DATA SUPPLIED:
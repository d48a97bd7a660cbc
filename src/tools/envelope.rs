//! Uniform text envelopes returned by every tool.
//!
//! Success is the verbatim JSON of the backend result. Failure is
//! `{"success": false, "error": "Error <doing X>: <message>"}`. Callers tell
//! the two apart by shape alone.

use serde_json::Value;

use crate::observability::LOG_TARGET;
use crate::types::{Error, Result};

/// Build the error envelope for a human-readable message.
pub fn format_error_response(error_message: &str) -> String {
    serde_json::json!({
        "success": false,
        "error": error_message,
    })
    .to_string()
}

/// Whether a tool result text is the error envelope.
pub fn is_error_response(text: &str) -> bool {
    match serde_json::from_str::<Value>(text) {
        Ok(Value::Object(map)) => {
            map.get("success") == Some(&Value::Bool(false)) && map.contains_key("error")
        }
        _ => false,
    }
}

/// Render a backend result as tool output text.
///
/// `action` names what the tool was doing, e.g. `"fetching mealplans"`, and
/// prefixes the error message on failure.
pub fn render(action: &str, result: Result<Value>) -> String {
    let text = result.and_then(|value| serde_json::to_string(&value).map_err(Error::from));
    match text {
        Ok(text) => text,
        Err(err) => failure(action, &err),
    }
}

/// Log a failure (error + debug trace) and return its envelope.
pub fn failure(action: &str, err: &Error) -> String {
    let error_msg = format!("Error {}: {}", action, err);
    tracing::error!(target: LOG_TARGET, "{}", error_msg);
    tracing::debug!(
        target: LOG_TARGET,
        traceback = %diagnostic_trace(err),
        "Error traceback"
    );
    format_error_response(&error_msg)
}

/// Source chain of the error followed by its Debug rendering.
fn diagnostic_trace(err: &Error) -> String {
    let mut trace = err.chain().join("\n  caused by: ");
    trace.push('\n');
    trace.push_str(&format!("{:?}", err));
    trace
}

--

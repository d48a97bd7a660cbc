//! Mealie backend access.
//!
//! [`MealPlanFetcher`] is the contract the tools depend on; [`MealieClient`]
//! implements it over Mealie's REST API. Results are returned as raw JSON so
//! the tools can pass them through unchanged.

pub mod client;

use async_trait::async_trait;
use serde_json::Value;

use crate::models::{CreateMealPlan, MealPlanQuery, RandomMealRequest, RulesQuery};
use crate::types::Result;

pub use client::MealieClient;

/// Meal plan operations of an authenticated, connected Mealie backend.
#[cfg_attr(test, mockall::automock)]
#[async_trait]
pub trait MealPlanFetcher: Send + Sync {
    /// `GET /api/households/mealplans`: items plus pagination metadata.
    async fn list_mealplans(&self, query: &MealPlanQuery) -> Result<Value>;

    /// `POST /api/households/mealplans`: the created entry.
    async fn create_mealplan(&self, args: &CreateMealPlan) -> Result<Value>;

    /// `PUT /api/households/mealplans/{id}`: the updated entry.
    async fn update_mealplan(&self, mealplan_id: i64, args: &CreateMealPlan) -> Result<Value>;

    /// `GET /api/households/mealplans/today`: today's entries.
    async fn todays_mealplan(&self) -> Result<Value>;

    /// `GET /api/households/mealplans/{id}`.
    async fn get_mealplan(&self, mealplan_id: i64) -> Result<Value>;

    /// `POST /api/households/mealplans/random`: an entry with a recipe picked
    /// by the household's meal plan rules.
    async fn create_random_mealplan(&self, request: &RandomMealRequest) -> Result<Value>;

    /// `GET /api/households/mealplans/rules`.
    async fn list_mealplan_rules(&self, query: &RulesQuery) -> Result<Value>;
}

...

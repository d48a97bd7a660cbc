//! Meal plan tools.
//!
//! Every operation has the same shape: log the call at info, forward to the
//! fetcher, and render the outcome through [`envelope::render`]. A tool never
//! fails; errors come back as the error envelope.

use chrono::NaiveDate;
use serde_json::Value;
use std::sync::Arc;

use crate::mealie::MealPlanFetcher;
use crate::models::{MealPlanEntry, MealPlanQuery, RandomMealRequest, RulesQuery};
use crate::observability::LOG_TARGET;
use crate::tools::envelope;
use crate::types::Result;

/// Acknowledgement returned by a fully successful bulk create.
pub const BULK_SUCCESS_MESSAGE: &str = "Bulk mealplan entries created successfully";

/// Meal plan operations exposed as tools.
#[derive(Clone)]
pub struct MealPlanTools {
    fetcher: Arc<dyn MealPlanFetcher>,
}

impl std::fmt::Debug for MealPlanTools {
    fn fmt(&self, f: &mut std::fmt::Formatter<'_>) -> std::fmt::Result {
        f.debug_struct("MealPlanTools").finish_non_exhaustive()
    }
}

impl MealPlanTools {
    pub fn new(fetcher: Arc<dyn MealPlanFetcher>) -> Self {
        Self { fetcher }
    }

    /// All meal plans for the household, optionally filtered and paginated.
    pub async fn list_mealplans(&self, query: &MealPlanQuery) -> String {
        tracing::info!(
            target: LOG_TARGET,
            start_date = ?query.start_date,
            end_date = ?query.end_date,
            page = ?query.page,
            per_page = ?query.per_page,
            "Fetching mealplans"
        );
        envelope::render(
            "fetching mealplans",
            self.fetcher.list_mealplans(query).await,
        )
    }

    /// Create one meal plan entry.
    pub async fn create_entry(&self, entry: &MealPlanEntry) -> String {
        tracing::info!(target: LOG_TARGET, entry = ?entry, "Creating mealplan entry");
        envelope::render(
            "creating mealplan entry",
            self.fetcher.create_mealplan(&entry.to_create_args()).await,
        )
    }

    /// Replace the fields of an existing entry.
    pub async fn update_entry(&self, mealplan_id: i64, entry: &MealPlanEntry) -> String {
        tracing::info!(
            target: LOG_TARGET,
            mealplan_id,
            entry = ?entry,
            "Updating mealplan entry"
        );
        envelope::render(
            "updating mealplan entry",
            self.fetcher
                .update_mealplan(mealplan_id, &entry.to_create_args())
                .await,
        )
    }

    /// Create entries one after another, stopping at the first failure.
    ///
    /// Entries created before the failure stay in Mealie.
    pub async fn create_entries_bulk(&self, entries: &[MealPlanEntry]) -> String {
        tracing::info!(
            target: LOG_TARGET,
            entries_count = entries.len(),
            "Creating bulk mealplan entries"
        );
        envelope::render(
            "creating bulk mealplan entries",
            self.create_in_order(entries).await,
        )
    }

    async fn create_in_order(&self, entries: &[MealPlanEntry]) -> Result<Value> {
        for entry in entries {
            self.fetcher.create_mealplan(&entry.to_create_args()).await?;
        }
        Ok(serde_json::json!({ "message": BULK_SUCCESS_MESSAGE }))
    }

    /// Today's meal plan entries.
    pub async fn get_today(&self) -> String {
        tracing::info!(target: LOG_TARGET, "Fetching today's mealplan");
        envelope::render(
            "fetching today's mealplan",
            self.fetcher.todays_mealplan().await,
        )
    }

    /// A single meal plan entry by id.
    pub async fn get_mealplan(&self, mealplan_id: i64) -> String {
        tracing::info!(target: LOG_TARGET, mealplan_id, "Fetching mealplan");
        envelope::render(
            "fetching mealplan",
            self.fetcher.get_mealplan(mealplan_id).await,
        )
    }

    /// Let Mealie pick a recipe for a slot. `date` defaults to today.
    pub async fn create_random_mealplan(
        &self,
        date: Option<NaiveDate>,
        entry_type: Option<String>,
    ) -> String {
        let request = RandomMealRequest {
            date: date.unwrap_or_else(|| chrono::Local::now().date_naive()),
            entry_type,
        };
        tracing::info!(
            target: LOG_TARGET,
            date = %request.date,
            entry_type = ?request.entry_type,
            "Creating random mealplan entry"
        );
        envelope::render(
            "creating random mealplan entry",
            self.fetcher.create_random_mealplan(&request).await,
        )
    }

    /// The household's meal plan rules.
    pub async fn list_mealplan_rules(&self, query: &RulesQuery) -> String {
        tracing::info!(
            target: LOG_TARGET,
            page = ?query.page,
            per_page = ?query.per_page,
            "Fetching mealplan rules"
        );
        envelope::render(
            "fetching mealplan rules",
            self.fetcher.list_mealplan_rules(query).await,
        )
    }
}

TASK DESCRIPTION: What lines above contain "models"? Copy them out.

SOLUTION FOR THIS EXERCISE:
use crate::models::{CreateMealPlan, MealPlanQuery, RandomMealRequest, RulesQuery};
use crate::models::{MealPlanEntry, MealPlanQuery, RandomMealRequest, RulesQuery};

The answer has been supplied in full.